• **DIRECTIONS FOR THIS TASK**
Pull out every line below containing the word "sell".

[Stored data entries]
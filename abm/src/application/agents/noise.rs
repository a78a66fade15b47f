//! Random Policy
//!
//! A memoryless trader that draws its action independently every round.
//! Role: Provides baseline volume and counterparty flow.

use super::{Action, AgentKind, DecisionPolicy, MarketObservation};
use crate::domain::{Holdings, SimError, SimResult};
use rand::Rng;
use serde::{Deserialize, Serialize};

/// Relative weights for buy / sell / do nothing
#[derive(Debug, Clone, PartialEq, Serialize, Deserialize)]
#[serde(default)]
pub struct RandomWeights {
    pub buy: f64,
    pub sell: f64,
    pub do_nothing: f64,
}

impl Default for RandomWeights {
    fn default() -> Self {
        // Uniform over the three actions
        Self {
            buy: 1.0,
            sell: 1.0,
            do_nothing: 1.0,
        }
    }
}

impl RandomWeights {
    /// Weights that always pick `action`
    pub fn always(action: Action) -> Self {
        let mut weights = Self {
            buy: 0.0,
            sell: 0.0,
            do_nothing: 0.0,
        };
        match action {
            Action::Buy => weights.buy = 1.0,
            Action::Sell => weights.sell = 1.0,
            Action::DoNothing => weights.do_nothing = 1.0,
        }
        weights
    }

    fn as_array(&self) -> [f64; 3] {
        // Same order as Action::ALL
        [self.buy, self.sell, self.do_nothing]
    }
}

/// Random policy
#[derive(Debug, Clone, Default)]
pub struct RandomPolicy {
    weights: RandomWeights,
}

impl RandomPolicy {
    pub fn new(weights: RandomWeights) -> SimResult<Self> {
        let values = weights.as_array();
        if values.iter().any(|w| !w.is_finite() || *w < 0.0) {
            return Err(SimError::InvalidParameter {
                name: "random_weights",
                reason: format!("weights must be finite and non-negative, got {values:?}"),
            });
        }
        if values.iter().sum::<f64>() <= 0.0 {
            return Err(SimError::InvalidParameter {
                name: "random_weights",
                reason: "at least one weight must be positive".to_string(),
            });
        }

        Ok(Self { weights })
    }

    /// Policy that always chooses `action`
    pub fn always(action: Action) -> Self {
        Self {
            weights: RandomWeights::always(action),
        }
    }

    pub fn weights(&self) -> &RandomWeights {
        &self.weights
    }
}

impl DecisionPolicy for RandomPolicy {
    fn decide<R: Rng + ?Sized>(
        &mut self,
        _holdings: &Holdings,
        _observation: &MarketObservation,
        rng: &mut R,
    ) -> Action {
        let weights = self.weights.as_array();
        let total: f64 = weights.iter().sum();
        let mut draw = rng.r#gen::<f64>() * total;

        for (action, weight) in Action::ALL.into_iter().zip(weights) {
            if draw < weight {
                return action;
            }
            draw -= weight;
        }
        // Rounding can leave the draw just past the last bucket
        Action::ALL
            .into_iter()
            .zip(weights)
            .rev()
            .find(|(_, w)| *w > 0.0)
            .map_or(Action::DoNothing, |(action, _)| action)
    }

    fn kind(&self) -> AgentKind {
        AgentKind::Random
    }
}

==

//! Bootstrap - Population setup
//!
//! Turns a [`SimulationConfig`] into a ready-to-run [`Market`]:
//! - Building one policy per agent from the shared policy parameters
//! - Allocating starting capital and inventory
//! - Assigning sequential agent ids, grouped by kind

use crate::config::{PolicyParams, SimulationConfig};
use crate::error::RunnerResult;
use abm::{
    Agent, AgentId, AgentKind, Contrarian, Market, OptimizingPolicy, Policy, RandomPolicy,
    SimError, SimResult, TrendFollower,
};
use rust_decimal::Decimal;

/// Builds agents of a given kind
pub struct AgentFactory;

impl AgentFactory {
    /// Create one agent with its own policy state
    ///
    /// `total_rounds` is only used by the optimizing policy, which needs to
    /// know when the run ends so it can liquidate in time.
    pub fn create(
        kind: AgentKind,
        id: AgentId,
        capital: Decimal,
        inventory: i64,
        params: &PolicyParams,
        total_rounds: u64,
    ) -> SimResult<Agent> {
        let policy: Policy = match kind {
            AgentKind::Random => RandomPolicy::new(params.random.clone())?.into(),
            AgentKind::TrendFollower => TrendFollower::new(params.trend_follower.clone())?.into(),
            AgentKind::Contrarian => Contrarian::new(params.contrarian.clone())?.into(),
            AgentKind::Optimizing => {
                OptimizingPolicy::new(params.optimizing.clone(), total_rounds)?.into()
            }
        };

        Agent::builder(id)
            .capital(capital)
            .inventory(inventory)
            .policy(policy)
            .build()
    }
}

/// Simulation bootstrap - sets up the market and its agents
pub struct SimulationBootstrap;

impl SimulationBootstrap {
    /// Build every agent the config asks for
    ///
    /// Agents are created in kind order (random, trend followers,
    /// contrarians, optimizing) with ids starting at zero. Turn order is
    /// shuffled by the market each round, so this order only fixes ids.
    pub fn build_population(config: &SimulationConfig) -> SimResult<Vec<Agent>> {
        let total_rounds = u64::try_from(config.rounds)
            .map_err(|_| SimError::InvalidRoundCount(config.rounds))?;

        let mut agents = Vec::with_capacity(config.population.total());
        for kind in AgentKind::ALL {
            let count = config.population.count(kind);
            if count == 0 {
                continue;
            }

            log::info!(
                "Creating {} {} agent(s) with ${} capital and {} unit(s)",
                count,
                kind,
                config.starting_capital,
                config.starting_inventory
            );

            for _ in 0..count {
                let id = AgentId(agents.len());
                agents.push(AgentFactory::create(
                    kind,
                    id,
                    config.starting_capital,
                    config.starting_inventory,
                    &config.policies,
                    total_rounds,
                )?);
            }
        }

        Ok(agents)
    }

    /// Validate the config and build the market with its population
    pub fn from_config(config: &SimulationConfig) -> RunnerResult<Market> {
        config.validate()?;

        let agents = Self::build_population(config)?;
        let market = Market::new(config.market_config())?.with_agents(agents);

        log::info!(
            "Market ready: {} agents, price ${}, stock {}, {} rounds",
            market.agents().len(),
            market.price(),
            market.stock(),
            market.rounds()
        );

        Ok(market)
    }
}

* * *

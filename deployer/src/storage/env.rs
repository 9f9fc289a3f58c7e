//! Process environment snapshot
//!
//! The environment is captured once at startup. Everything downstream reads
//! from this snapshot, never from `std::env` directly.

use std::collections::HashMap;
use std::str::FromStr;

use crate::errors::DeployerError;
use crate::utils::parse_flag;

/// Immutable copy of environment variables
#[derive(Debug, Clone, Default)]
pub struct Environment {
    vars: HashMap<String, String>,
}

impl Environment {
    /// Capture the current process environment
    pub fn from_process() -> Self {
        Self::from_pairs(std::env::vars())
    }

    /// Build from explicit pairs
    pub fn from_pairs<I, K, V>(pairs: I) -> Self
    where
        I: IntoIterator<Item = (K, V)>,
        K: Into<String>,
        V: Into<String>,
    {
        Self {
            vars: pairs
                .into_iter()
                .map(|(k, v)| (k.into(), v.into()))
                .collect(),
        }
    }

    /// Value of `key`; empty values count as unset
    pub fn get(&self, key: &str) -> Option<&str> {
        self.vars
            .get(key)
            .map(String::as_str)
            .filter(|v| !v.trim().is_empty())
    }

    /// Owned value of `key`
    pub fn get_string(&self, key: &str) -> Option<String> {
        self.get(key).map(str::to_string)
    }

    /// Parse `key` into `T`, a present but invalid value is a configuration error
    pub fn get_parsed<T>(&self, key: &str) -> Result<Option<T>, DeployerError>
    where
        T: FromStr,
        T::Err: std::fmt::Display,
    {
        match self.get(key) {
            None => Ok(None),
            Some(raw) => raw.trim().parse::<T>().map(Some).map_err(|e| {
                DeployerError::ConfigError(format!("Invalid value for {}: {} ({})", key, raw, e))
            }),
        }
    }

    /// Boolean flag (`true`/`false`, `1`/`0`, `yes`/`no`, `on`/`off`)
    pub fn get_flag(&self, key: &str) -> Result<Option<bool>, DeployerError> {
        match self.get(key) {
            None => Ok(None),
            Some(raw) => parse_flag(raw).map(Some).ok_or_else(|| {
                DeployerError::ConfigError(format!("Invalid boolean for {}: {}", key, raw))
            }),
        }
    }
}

• **PROBLEM SOLUTION**
/// Relative weights for buy / sell / do nothing
    pub sell: f64,
            sell: 1.0,
            sell: 0.0,
            Action::Sell => weights.sell = 1.0,
        [self.buy, self.sell, self.do_nothing]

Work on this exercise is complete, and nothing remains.